Make films shorter for global market: Shah Rukh

NEW DELHI: Actor Shah Rukh Khan says that there is a need to take to more positive themes in Indian films and to make them much shorter if India has to go global.


Khan who was here to participate in the ‘In conversation with Karan Johar’ session at the two-day Hindustan Times Leadership Summit on ‘Imagine the India that Can Be’, said this was also in keeping with the changing trends of seeing films in multiplexes, which could hold more shows in a day.


Addressing a press meet along with Karan Johar, Khan said that screenplay-writing was being treated as a science all over the world except India, where it was still seen as art.


Filmmakers treated the audiences in the same manner as three or four decades earlier, whereas viewers were much sharper now and screenplays could be crisper.


There was also need to “marry technology with technique” or get the right kind of manpower for handling the modern technologies available, he added.

He also stressed the need for aggressive marketing at international film festivals, adding that a film shortlisted for the Oscars needed full support despite the controversies that surrounded every selection. “Controversies are good, because they show there is a lot of diversity in our cinema, but once a film is selected, we should back it up,” he asserted.


He felt films should now start concentrating on more positive aspects of the country and not merely on the negative or regressive aspects, since there was much reason to celebrate in India‘s growth. He said Chak De was not about hockey or against cricket. It was first and foremost, a film about women empowerment and any sport would have been fine for the theme.
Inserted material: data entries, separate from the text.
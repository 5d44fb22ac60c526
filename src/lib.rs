//! FilterChat Library
//!
//! Conversational text generation over interchangeable local backends, with
//! an optional safety gate in front of the reply.

pub mod config;
pub mod inference;
pub mod safety;
pub mod types;
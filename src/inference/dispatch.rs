//! Generation dispatch
//!
//! Routes a prompt to the selected backend and maps the generic sampling
//! parameters onto that backend's calling convention.

use std::sync::Arc;
use std::time::Instant;

use tracing::{debug, info_span, Instrument};
use uuid::Uuid;

use crate::config::Settings;
use crate::inference::backend::BackendKind;
use crate::inference::engine::{
    CompletionRequest, DenseEngine, DenseGenerateOptions, NativeEngine,
};
use crate::inference::prompt::build_prompt;
use crate::inference::registry::{BackendHandle, BackendRegistry};
use crate::inference::GenerationError;
use crate::types::{GenerationRequest, GenerationResult, SamplingParams};

/// Token budget for constrained (classification) generation
pub const CONSTRAINED_MAX_TOKENS: u32 = 4;

#[derive(Debug, Clone, Copy)]
enum Mode {
    Sampling(SamplingParams),
    /// Greedy, short output for label-style answers
    Constrained { prompt_tokens: usize },
}

#[derive(Clone)]
pub struct Generator {
    registry: Arc<BackendRegistry>,
    settings: Arc<Settings>,
}

impl Generator {
    pub fn new(registry: Arc<BackendRegistry>, settings: Arc<Settings>) -> Self {
        Self { registry, settings }
    }

    pub fn registry(&self) -> &Arc<BackendRegistry> {
        &self.registry
    }

    pub fn settings(&self) -> &Settings {
        &self.settings
    }

    /// Generates a completion for `prompt`.
    ///
    /// `backend` falls back to the configured default; an unknown selector is
    /// rejected before any engine is touched.
    pub async fn generate(
        &self,
        prompt: &str,
        params: SamplingParams,
        backend: Option<&str>,
        model_ref: Option<&str>,
    ) -> Result<GenerationResult, GenerationError> {
        self.run(prompt, Mode::Sampling(params), backend, model_ref)
            .await
    }

    /// Builds the prompt from the conversation and generates a reply.
    pub async fn generate_request(
        &self,
        request: &GenerationRequest,
    ) -> Result<GenerationResult, GenerationError> {
        let prompt = build_prompt(&request.messages);
        let params = request.sampling(&self.settings);
        self.generate(
            &prompt,
            params,
            request.backend.as_deref(),
            request.model.as_deref(),
        )
        .await
    }

    /// Greedy generation of at most [`CONSTRAINED_MAX_TOKENS`] tokens.
    ///
    /// Caller sampling parameters do not apply. The output is trimmed.
    pub async fn generate_constrained(
        &self,
        prompt: &str,
        backend: Option<&str>,
    ) -> Result<GenerationResult, GenerationError> {
        let mode = Mode::Constrained {
            prompt_tokens: self.settings.classifier_prompt_tokens,
        };
        let mut result = self.run(prompt, mode, backend, None).await?;
        result.output = result.output.trim().to_string();
        Ok(result)
    }

    async fn run(
        &self,
        prompt: &str,
        mode: Mode,
        backend: Option<&str>,
        model_ref: Option<&str>,
    ) -> Result<GenerationResult, GenerationError> {
        let kind = BackendKind::resolve(backend, self.settings.backend)?;
        let span = info_span!("generate", request_id = %Uuid::new_v4(), backend = %kind);

        async move {
            let handle = self.registry.ensure_ready(kind, model_ref).await?;
            let started = Instant::now();
            let owned_prompt = prompt.to_string();

            let output = match handle {
                BackendHandle::Dense(engine) => {
                    let options = dense_options(mode, engine.eos_token_id());
                    debug!("Dense call: {options:?}");
                    tokio::task::spawn_blocking(move || {
                        run_dense(engine.as_ref(), &owned_prompt, &options)
                    })
                    .await??
                }
                BackendHandle::Native(engine) => {
                    let request = completion_request(owned_prompt, mode);
                    debug!(
                        "Native call: max_tokens={} temperature={} top_p={}",
                        request.max_tokens, request.temperature, request.top_p
                    );
                    tokio::task::spawn_blocking(move || run_native(engine.as_ref(), request))
                        .await??
                }
            };

            debug!(
                "Generated {} chars in {:.2}s",
                output.len(),
                started.elapsed().as_secs_f64()
            );
            Ok(GenerationResult {
                prompt: prompt.to_string(),
                output,
            })
        }
        .instrument(span)
        .await
    }
}

fn dense_options(mode: Mode, eos_token_id: Option<u32>) -> DenseGenerateOptions {
    match mode {
        Mode::Sampling(params) => DenseGenerateOptions {
            max_new_tokens: params.max_tokens as usize,
            temperature: f64::from(params.temperature),
            top_p: f64::from(params.top_p),
            do_sample: true,
            eos_token_id,
            max_prompt_tokens: None,
        },
        Mode::Constrained { prompt_tokens } => DenseGenerateOptions {
            max_new_tokens: CONSTRAINED_MAX_TOKENS as usize,
            temperature: 0.0,
            top_p: 1.0,
            do_sample: false,
            eos_token_id,
            max_prompt_tokens: Some(prompt_tokens),
        },
    }
}

fn completion_request(prompt: String, mode: Mode) -> CompletionRequest {
    match mode {
        Mode::Sampling(params) => CompletionRequest {
            prompt,
            max_tokens: params.max_tokens,
            temperature: params.temperature,
            top_p: params.top_p,
            max_prompt_tokens: None,
        },
        Mode::Constrained { prompt_tokens } => CompletionRequest {
            prompt,
            max_tokens: CONSTRAINED_MAX_TOKENS,
            temperature: 0.0,
            top_p: 1.0,
            max_prompt_tokens: Some(prompt_tokens),
        },
    }
}

fn run_dense(
    engine: &dyn DenseEngine,
    prompt: &str,
    options: &DenseGenerateOptions,
) -> Result<String, GenerationError> {
    let output = engine
        .generate(prompt, options)?
        .into_iter()
        .next()
        .ok_or_else(|| GenerationError::Inference("pipeline returned no output".to_string()))?;
    Ok(strip_prompt(prompt, &output.generated_text))
}

fn run_native(
    engine: &dyn NativeEngine,
    request: CompletionRequest,
) -> Result<String, GenerationError> {
    let completion = engine.create_completion(request)?;
    let choice = completion
        .choices
        .into_iter()
        .next()
        .ok_or_else(|| GenerationError::Inference("completion returned no choices".to_string()))?;
    Ok(choice.text.trim().to_string())
}

/// Removes the echoed prompt from a pipeline output.
///
/// Output that does not start with the prompt verbatim is returned as is.
fn strip_prompt(prompt: &str, generated: &str) -> String {
    match generated.strip_prefix(prompt) {
        Some(continuation) => continuation.trim().to_string(),
        None => generated.to_string(),
    }
}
Answering a question, he said he had always acted in films of which he liked the storylines and did not care who made them, but he said almost all the newcomers with whom he had done films became big filmmakers afterwards. “I cater to what the people would like to see. I am not the master of my own destiny,” he said.


Johar said brevity was not his strong point and his shortest film had exceeded three hours. He may, therefore, find it difficult to cut them down to two hours as Shah Rukh had suggested. But he generally agreed that films should be shorter.